By: Ricardo Pontes Nunes

    A few years ago I met a very simple guy in a pub who told me resolutely, even a little indignant, that he didn't believe that man had gone to the moon. had guessed and that were nothing new: the almost folkloric protest against those who wanted to desecrate the sacred character of the divine stars. I understood that you didn't need to understand much about space engineering for launching satellites to conclude that the Apollo XI landing was not only possible but very likely, but a few days later, curiously, I watched a recent documentary in which that same landing was challenged. astronautical feat. The allegation this time, more extensive and detailed, was historical-political. After gathering a series of indications of technical flaws and strategic discrepancies, he concluded that during the Cold War space race, American counterintelligence had faked the moon landing to deter their Soviet adversaries by simulating superior technological might. We can see that for very different reasons and paths, such as impossibility and contingency, at an essential point in the matter my poor barmate could reconcile himself with documentary detectives or conspiracy theory explorers. It may seem like sophistry, but this does not cease to imply that a fact in itself, or its inexistence, in many circumstances may be less relevant than the presuppositions that support its possibility or its effectiveness.

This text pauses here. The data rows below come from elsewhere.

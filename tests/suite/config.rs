//! Config file resolution into app settings.

use std::fs;

use perspective_engine::{AppFlow, AppSettings, PerspectiveConfig, UiOptions};
use tempfile::TempDir;

use crate::common::app_with;

#[test]
fn config_file_drives_startup() {
    let dir = TempDir::new().unwrap();
    let path = dir.path().join("config.toml");
    fs::write(
        &path,
        "[app]\nascii_only = true\nreduced_motion = true\nskip_onboarding = true\n",
    )
    .unwrap();

    let config = PerspectiveConfig::load_from(&path).unwrap();
    let settings = AppSettings::from_config(config.as_ref());
    assert_eq!(
        settings.ui,
        UiOptions {
            ascii_only: true,
            high_contrast: false,
            reduced_motion: true,
        }
    );

    let (app, _clock) = app_with(settings);
    assert_eq!(app.flow(), AppFlow::Hub);
    assert!(app.ui_options().ascii_only);
}

#[test]
fn missing_file_means_defaults() {
    let dir = TempDir::new().unwrap();
    let config = PerspectiveConfig::load_from(&dir.path().join("absent.toml")).unwrap();
    assert!(config.is_none());

    let (app, _clock) = app_with(AppSettings::from_config(config.as_ref()));
    assert_eq!(app.flow(), AppFlow::Onboarding);
}

#[test]
fn broken_file_reports_its_path() {
    let dir = TempDir::new().unwrap();
    let path = dir.path().join("config.toml");
    fs::write(&path, "[app\nascii_only = ").unwrap();

    let err = PerspectiveConfig::load_from(&path).unwrap_err();
    assert_eq!(err.path(), &path);
}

   In a similar but positive way, this influence of our present expectations also acts on the different ways in which we can interpret what happened or did not happen at the other and no less enigmatic end of time: that of the remote past. Our imagination has long been disputed by such different versions of human “prehistory”, avant la lettre , that the only thing in common between them is perhaps nothing more than their yearning. The oldest and most romanticized of them appears formulated in Hesiod and Seneca: the famous Golden Age; not as an elaborate fictitious project as in Plato's Republic or Thomas More's Utopia , which also prefigure it, but as a tributary legend of a kind of shared collective memory. Through an itinerary ravaged by regrets, Rousseau too would reach that age when we were docile and sympathetic savages, but only as a counterpoint to a world where culture and civilization had inoculated us with the germ of degeneration. Following a parallel retrospect, about a century before Thomas Hobbes had found this clearing in time, but through the lens of his projection he could only see the horror of barbarism that legitimized for him the then nascent State as the only means capable of placating our innate savagery. . On this conjectural “state of nature” the confabulations of so many others unfolded, from Turgot to Lewis Morgan, from Montesquieu and John Locke to Auguste Comte. That is, for different reasons, these variegated versions implicitly denied the then validated doctrine of paradise lost, and what they put in its place owed the form and content of their perspectives to these same reasons.  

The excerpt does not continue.